Desde que teve diagnóstico de visão monocular após um deslocamento de retina em 2018, a juíza Samara Moreira de Sousa, titular da 1ª Vara do Trabalho de Rio Verde, enfrentou diversos desafios pessoais e profissionais, mas conseguiu continuar sua carreira graças ao teletrabalho, direito reconhecido pelo Pleno do TRT de Goiás há cerca de um ano. “Foi um alívio. A aprovação do Pleno me deu uma sensação de pertencimento. Eu senti que não era só mais uma pessoa com deficiência tentando manter meu trabalho, mas uma profissional que foi reconhecida pelas suas habilidades”, ressalta expressando sua gratidão aos desembargadores do TRT, em especial ao desembargador Geraldo Nascimento.

imagem mostra a juíza Samara Moreira de Sousa em uma mesa de trabalho olhando para a câmera

Samara Moreira de Sousa, juíza titular da 1ª VT de Rio Verde

Samara reconhece, no entanto, que foi preciso coragem para buscar condições especiais de trabalho, pois, segundo ela, ainda há falta de compreensão e burocracia para a pessoa com deficiência ter seus direitos reconhecidos. “Foi uma luta, mas consegui. O teletrabalho integral é essencial para mim, pois eu já não tinha mais condições de dirigir nem de estar longe de casa com dois filhos adolescentes e uma mãe idosa”, relatou ao lembrar que, devido à cegueira em um dos olhos, ela enfrenta muitas dificuldades com noções de distância, profundidade e espaço. “Foi um choque. Eu era juíza volante, tinha mobilidade para dirigir e levar meus filhos a vários lugares. De repente, me vi presa. Não conseguia mais dirigir com segurança e sofri vários acidentes”, contou.
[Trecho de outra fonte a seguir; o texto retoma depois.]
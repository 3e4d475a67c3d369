use std::collections::{BinaryHeap, VecDeque};

use mazer_core::{Context, Grid, StepObserver, VisualTag};

use crate::distance::Heuristic;
use crate::path::{SearchOutcome, SearchStatus};
use crate::strategy::Strategy;

// ---------------------------------------------------------------------------
// Internal priority-queue entry for Dijkstra / A*
// ---------------------------------------------------------------------------

/// Reference into the grid arena, ordered by `f` then insertion order for
/// use in `BinaryHeap`.
#[derive(Clone, Copy, Debug, Eq, PartialEq)]
pub(crate) struct NodeRef {
    pub(crate) idx: usize,
    pub(crate) f: i64,
    pub(crate) seq: u64,
}

impl Ord for NodeRef {
    fn cmp(&self, other: &Self) -> std::cmp::Ordering {
        // Reverse so BinaryHeap (max-heap) pops smallest f first, and among
        // equal f the entry pushed first.
        other.f.cmp(&self.f).then_with(|| other.seq.cmp(&self.seq))
    }
}

impl PartialOrd for NodeRef {
    fn partial_cmp(&self, other: &Self) -> Option<std::cmp::Ordering> {
        Some(self.cmp(other))
    }
}

// ---------------------------------------------------------------------------
// PathFinder
// ---------------------------------------------------------------------------

/// Runs path searches from a grid's start cell to its goal cell.
///
/// All strategies walk forward links only, with unit edge cost, and record
/// their results in the grid's cells (`cost`, `origin`, `visited`). The
/// finder owns its queues and scratch buffers so repeated runs reuse the
/// same allocations.
pub struct PathFinder {
    pub(crate) heuristic: Heuristic,
    pub(crate) queue: VecDeque<usize>,
    pub(crate) heap: BinaryHeap<NodeRef>,
    pub(crate) seq: u64,
    pub(crate) in_open: Vec<bool>,
    pub(crate) nbuf: Vec<usize>,
}

impl Default for PathFinder {
    fn default() -> Self {
        Self::new()
    }
}

impl PathFinder {
    /// A finder using the absolute Manhattan heuristic for A*.
    pub fn new() -> Self {
        Self::with_heuristic(Heuristic::Manhattan)
    }

    pub fn with_heuristic(heuristic: Heuristic) -> Self {
        Self {
            heuristic,
            queue: VecDeque::new(),
            heap: BinaryHeap::new(),
            seq: 0,
            in_open: Vec::new(),
            nbuf: Vec::with_capacity(4),
        }
    }

    /// Run `strategy` on `grid`.
    pub fn run(
        &mut self,
        strategy: Strategy,
        grid: &mut Grid,
        obs: &mut impl StepObserver,
        ctx: &Context,
        delay_ms: u64,
    ) -> SearchOutcome {
        match strategy {
            Strategy::Bfs => self.bfs(grid, obs, ctx, delay_ms),
            Strategy::Dijkstra => self.dijkstra(grid, obs, ctx, delay_ms),
            Strategy::Astar => self.astar(grid, obs, ctx, delay_ms),
        }
    }

    // -----------------------------------------------------------------------
    // Shared helpers
    // -----------------------------------------------------------------------

    /// Common setup: clear search state and marks, seed the start cell.
    pub(crate) fn begin(
        &mut self,
        strategy: Strategy,
        grid: &mut Grid,
        obs: &mut impl StepObserver,
    ) {
        log::debug!("{strategy} search on {}x{} grid", grid.rows(), grid.columns());
        grid.reset_search_state();
        for p in grid.positions() {
            obs.on_cell_state_changed(p, VisualTag::Default);
        }
        self.queue.clear();
        self.heap.clear();
        self.seq = 0;
        let start = grid.start();
        grid.set_cost(start, 0);
        obs.on_cell_state_changed(grid.pos(start), VisualTag::FrontierActive);
    }

    /// Push onto the priority queue, stamping insertion order.
    pub(crate) fn push(&mut self, idx: usize, f: i64) {
        let seq = self.seq;
        self.seq += 1;
        self.heap.push(NodeRef { idx, f, seq });
    }

    /// Copy the forward links of `idx` into the scratch buffer.
    pub(crate) fn load_links(&mut self, grid: &Grid, idx: usize) {
        self.nbuf.clear();
        self.nbuf.extend_from_slice(grid.cell(idx).links());
    }

    /// Finish a run: on success mark the path, otherwise report the terminal
    /// status with an empty path.
    pub(crate) fn finish(
        &self,
        strategy: Strategy,
        status: SearchStatus,
        grid: &Grid,
        obs: &mut impl StepObserver,
        expanded: usize,
    ) -> SearchOutcome {
        let path = match status {
            SearchStatus::Found => crate::path::mark_path(grid, obs),
            _ => Vec::new(),
        };
        let outcome = SearchOutcome {
            strategy,
            status,
            path,
            expanded,
        };
        match outcome.status {
            SearchStatus::Found => log::debug!(
                "{strategy}: path of {} steps, {expanded} cells expanded",
                outcome.path.len().saturating_sub(1)
            ),
            SearchStatus::NoPath => log::debug!("{strategy}: goal unreachable"),
            SearchStatus::Cancelled => log::warn!("{strategy} search cancelled"),
        }
        outcome
    }
}

/// Pacing point after a step. Returns `true` if the run should stop.
pub(crate) fn pause(obs: &mut impl StepObserver, ctx: &Context, delay_ms: u64) -> bool {
    obs.on_step_delay(delay_ms);
    ctx.is_done()
}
imagem de selfie da juíza Samara Moreira de Sousa

Juíza Samara Moreira de Sousa

A juíza acredita que a deficiência não limita a produtividade, no entanto ela avalia que o servidor ou magistrado que usufrui dos benefícios concedidos a pessoa com deficiência acaba se cobrando mais que os demais, o que é desgastante e pode afetar, inclusive, a qualidade de vida.  “A minha produtividade hoje é maior do que quando eu trabalhava presencialmente”, ressalta ao mencionar que existe um sentimento de ter que provar, o tempo todo, que a produtividade não será afetada pela deficiência. Samara, que assumiu o cargo de juíza há 20 anos, avaliou, por fim, que ainda há muito a ser feito para conscientização e inclusão da pessoa com deficiência. “Respeitar e entender as diferenças é fundamental”, concluiu. 

Atualmente, o quadro funcional do TRT de Goiás conta com 35 servidores e uma magistrada com deficiência.

A inclusão da pessoa com deficiência vai muito além do reconhecimento do direito dessas pessoas. É preciso conhecer, compreender e aceitar as individualidades de cada um.